Класса до девятого, впрочем, меня мало беспокоило, что обо мне думают девочки. По сути, у меня была одна цель – выжить и не опуститься окончательно. Да и взрослеть я начал позже, поэтому половой вопрос меня стал интересовать лишь лет в 15. К этому времени большинство самых отмороженных садистов нашей школы уже перебесились и повзрослели, и жить стало спокойнее. И тут вдруг оказалось, что у нас в школе существуют, кроме отморозков, шпаны и гопников, еще и девочки, а некоторые из них даже симпатичные!

Например, Лена Синичкина, которая училась в параллельном классе – высокая, стройная блондинка с задорными синими глазами и грудью третьего размера, которая всегда вызывающе выпирала из-под платья. Мне она казалась какой-то небожительницей, с которой не то, что встречаться – разговаривать невозможно, поскольку язык присохнет! И я, кстати, не видел, чтобы она с кем-то встречалась – замечал ее только в компании подруг. Хотя, в самом деле – кто мог быть ей ровней в нашей школе, с такими-то внешними данными? Более того, она была еще и далеко не глупа – постоянная победительница городских олимпиад, отличница, активистка – только что не комсомолка, но я уверен – был бы комсомол, она бы непременно была там комсоргом!

Естественно, я никогда не решился бы подойти к ней и заговорить – ну кто я и кто она? Но мне помог случай, наличие мозгов, а также активная жизненная позиция Лены. Как я уже упоминал, как и положено активистке, Лена постоянно участвовала во всевозможных школьных мероприятиях, в том числе и олимпиадах. И в этом году я тоже решил принять участие в общегородской олимпиаде по истории. Вернее, как – решил, меня, скорее, просто назначили. Классный руководитель так и сказала: - Кто-то должен представить на этой олимпиаде наш класс, а то нам вообще нечем похвастаться! Ты, Леша, у нас отличник, историю любишь и знаешь – вот ты и будешь защищать честь школы и заодно класса!

Так я стал участником сначала школьной олимпиады, где занял, к своему удивлению, первое место, второе досталось Синичкиной, третье – малознакомой девчонке из ее же класса, а затем нас, «первую тройку игроков», как выразился директор, отправили уже на городскую олимпиаду.

Олимпиада была индивидуальной, мы выступали не командой, а каждый сам за себя.

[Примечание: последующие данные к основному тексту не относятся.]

use futures::StreamExt as _;
use tokio::sync::{mpsc, watch};
use tokio_util::sync::CancellationToken;
use tracing::{debug, info, warn};

use crate::abort::{AbortAck, AbortHandle, StreamPhase, wait_for_ack};
use crate::errors::{LogoStreamError, StreamFailure};
use crate::model::{CompletionSignal, GenerationTask, LogoEvent, TaskId, TaskState};
use crate::remote::FrameStream;
use crate::transport::{SseFrame, StreamMessage, decode_frame};

/// Who ended a stream with an abort.
#[derive(Clone, Copy, Debug, PartialEq, Eq, serde::Serialize, serde::Deserialize)]
pub enum AbortInitiator {
    /// `AbortHandle::abort` was called (or the consumer went away).
    User,
    /// The service sent an `aborted` message on its own.
    Server,
}

/// Events yielded by `LogoStream`.
///
/// Every stream starts with `Opened` and ends with exactly one of
/// `Completed`, `Aborted` or `Error`.
#[derive(Clone, Debug, PartialEq, Eq)]
pub enum StreamEvent {
    Opened {
        task_id: TaskId,
    },
    /// A logo was generated. `seq` is the arrival ordinal, `logo.index` the
    /// service's display position.
    Logo {
        task_id: TaskId,
        seq: u64,
        logo: LogoEvent,
    },
    Completed {
        task_id: TaskId,
        /// Logos delivered on the stream (the first logo is not included).
        generated: usize,
    },
    Aborted {
        task_id: TaskId,
        initiator: AbortInitiator,
        ack: AbortAck,
    },
    Error {
        task_id: TaskId,
        error: StreamFailure,
    },
}

impl StreamEvent {
    /// Returns `true` for the final event of a stream.
    pub fn is_terminal(&self) -> bool {
        matches!(
            self,
            Self::Completed { .. } | Self::Aborted { .. } | Self::Error { .. }
        )
    }
}

/// Why a stream closed.
#[derive(Clone, Copy, Debug, PartialEq, Eq)]
pub(crate) enum CloseReason {
    Completed,
    Aborted,
    Errored,
}

/// Controller state. `Closed` is final; every input received there is
/// rejected.
#[derive(Clone, Copy, Debug, PartialEq, Eq)]
pub(crate) enum StreamState {
    Idle,
    Open,
    Closed(CloseReason),
}

/// State machine applied to the inputs of one stream connection.
pub(crate) struct StreamController {
    task_id: TaskId,
    state: StreamState,
    completion: CompletionSignal,
    phase: Arc<StreamPhase>,
    seen_indexes: HashSet<u32>,
    delivered: usize,
    seq: u64,
}

impl StreamController {
    pub(crate) fn new(task_id: TaskId, completion: CompletionSignal, phase: Arc<StreamPhase>) -> Self {
        Self {
            task_id,
            state: StreamState::Idle,
            completion,
            phase,
            seen_indexes: HashSet::new(),
            delivered: 0,
            seq: 0,
        }
    }

    pub(crate) fn state(&self) -> StreamState {
        self.state
    }

    pub(crate) fn is_closed(&self) -> bool {
        matches!(self.state, StreamState::Closed(_))
    }

    pub(crate) fn open(&mut self) -> Vec<StreamEvent> {
        if self.state != StreamState::Idle {
            warn!(task_id = %self.task_id, state = ?self.state, "rejecting open outside idle state");
            return Vec::new();
        }
        self.state = StreamState::Open;
        info!(task_id = %self.task_id, "logo stream opened");
        vec![StreamEvent::Opened {
            task_id: self.task_id.clone(),
        }]
    }

    pub(crate) fn on_frame(&mut self, frame: &SseFrame) -> Vec<StreamEvent> {
        if !self.accepting("frame") {
            return Vec::new();
        }
        let message = match decode_frame(frame) {
            Ok(message) => message,
            Err(message) => {
                warn!(task_id = %self.task_id, %message, "undecodable stream message");
                return self.close(
                    CloseReason::Errored,
                    StreamEvent::Error {
                        task_id: self.task_id.clone(),
                        error: StreamFailure::Protocol { message },
                    },
                );
            }
        };

        match message {
            StreamMessage::Logo { logo, is_last } => self.on_logo(logo, is_last),
            StreamMessage::Done => match self.completion {
                CompletionSignal::DoneEvent => self.complete(),
                CompletionSignal::LastFlag => {
                    debug!(task_id = %self.task_id, "ignoring done event, completion is flagged on the last logo");
                    Vec::new()
                }
            },
            StreamMessage::Aborted { total_generated } => {
                info!(task_id = %self.task_id, total_generated, "service aborted generation");
                self.close(
                    CloseReason::Aborted,
                    StreamEvent::Aborted {
                        task_id: self.task_id.clone(),
                        initiator: AbortInitiator::Server,
                        ack: AbortAck {
                            total_generated,
                            confirmed: true,
                            message: None,
                        },
                    },
                )
            }
            StreamMessage::Failed { message } => {
                warn!(task_id = %self.task_id, %message, "service reported generation error");
                self.close(
                    CloseReason::Errored,
                    StreamEvent::Error {
                        task_id: self.task_id.clone(),
                        error: StreamFailure::Remote { message },
                    },
                )
            }
            StreamMessage::Ignored { reason } => {
                debug!(task_id = %self.task_id, %reason, "ignoring stream message");
                Vec::new()
            }
        }
    }

    pub(crate) fn on_transport_error(&mut self, message: String) -> Vec<StreamEvent> {
        if !self.accepting("transport error") {
            return Vec::new();
        }
        warn!(task_id = %self.task_id, %message, "stream transport failed");
        self.close(
            CloseReason::Errored,
            StreamEvent::Error {
                task_id: self.task_id.clone(),
                error: StreamFailure::Transport { message },
            },
        )
    }

    pub(crate) fn on_end_of_stream(&mut self) -> Vec<StreamEvent> {
        self.on_transport_error("stream ended without completion signal".to_string())
    }

    pub(crate) fn on_idle_timeout(&mut self, after: Duration) -> Vec<StreamEvent> {
        if !self.accepting("idle timeout") {
            return Vec::new();
        }
        warn!(task_id = %self.task_id, after_secs = after.as_secs(), "stream idle timeout");
        self.close(
            CloseReason::Errored,
            StreamEvent::Error {
                task_id: self.task_id.clone(),
                error: StreamFailure::IdleTimeout {
                    after_secs: after.as_secs(),
                },
            },
        )
    }

    /// Final transition after a user abort was acknowledged (or failed).
    pub(crate) fn on_user_abort(&mut self, ack: AbortAck) -> Vec<StreamEvent> {
        if self.state != StreamState::Open {
            warn!(task_id = %self.task_id, state = ?self.state, "rejecting abort acknowledgment outside open state");
            return Vec::new();
        }
        self.state = StreamState::Closed(CloseReason::Aborted);
        vec![StreamEvent::Aborted {
            task_id: self.task_id.clone(),
            initiator: AbortInitiator::User,
            ack,
        }]
    }

    fn on_logo(&mut self, logo: LogoEvent, is_last: bool) -> Vec<StreamEvent> {
        if !self.seen_indexes.insert(logo.index) {
            warn!(task_id = %self.task_id, index = logo.index, "dropping duplicate logo index");
            return Vec::new();
        }
        let seq = self.seq;
        self.seq = self.seq.saturating_add(1);
        self.delivered += 1;
        debug!(task_id = %self.task_id, index = logo.index, seq, "logo generated");

        let mut events = vec![StreamEvent::Logo {
            task_id: self.task_id.clone(),
            seq,
            logo,
        }];
        if is_last && self.completion == CompletionSignal::LastFlag {
            events.extend(self.complete());
        }
        events
    }

    fn complete(&mut self) -> Vec<StreamEvent> {
        info!(task_id = %self.task_id, generated = self.delivered, "logo stream completed");
        self.close(
            CloseReason::Completed,
            StreamEvent::Completed {
                task_id: self.task_id.clone(),
                generated: self.delivered,
            },
        )
    }

    fn accepting(&self, input: &str) -> bool {
        match self.state {
            StreamState::Open if self.phase.is_abort_requested() => {
                debug!(task_id = %self.task_id, input, "abort in flight, dropping input");
                false
            }
            StreamState::Open => true,
            state => {
                debug!(task_id = %self.task_id, input, ?state, "rejecting input outside open state");
                false
            }
        }
    }

    fn close(&mut self, reason: CloseReason, event: StreamEvent) -> Vec<StreamEvent> {
        if !self.phase.finish() {
            debug!(task_id = %self.task_id, ?reason, "abort won the race, suppressing terminal event");
            return Vec::new();
        }
        self.state = StreamState::Closed(reason);
        vec![event]
    }
}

Я подошел к вопросу серьезно, раз уж взялся – надо выкладываться, и начал целыми днями просиживать в школьной библиотеке, набирая материал для доклада. Темой олимпиады было выбрано Смутное время. Слава Богу, материалов по нему имелось немеряно, но, учитывая, что ни Ключевский, ни Карамзин, ни прочие историки лаконичностью не страдали, а доклад должен был уложиться в пять минут, работы хватало – нужно было выбрать эпизод для доклада, перелопатить всю имеющуюся литературу, выбрать самое основное, скомпоновать и не забыть изучить все нюансы излагаемой темы, поскольку после доклада нужно было ответить на дополнительные вопросы, которые, можно не сомневаться, будут очень каверзными, поскольку задаваться будут не только комиссией, но и другими участниками олимпиады, которые, разумеется, сделают все, дабы «завалить» конкурента!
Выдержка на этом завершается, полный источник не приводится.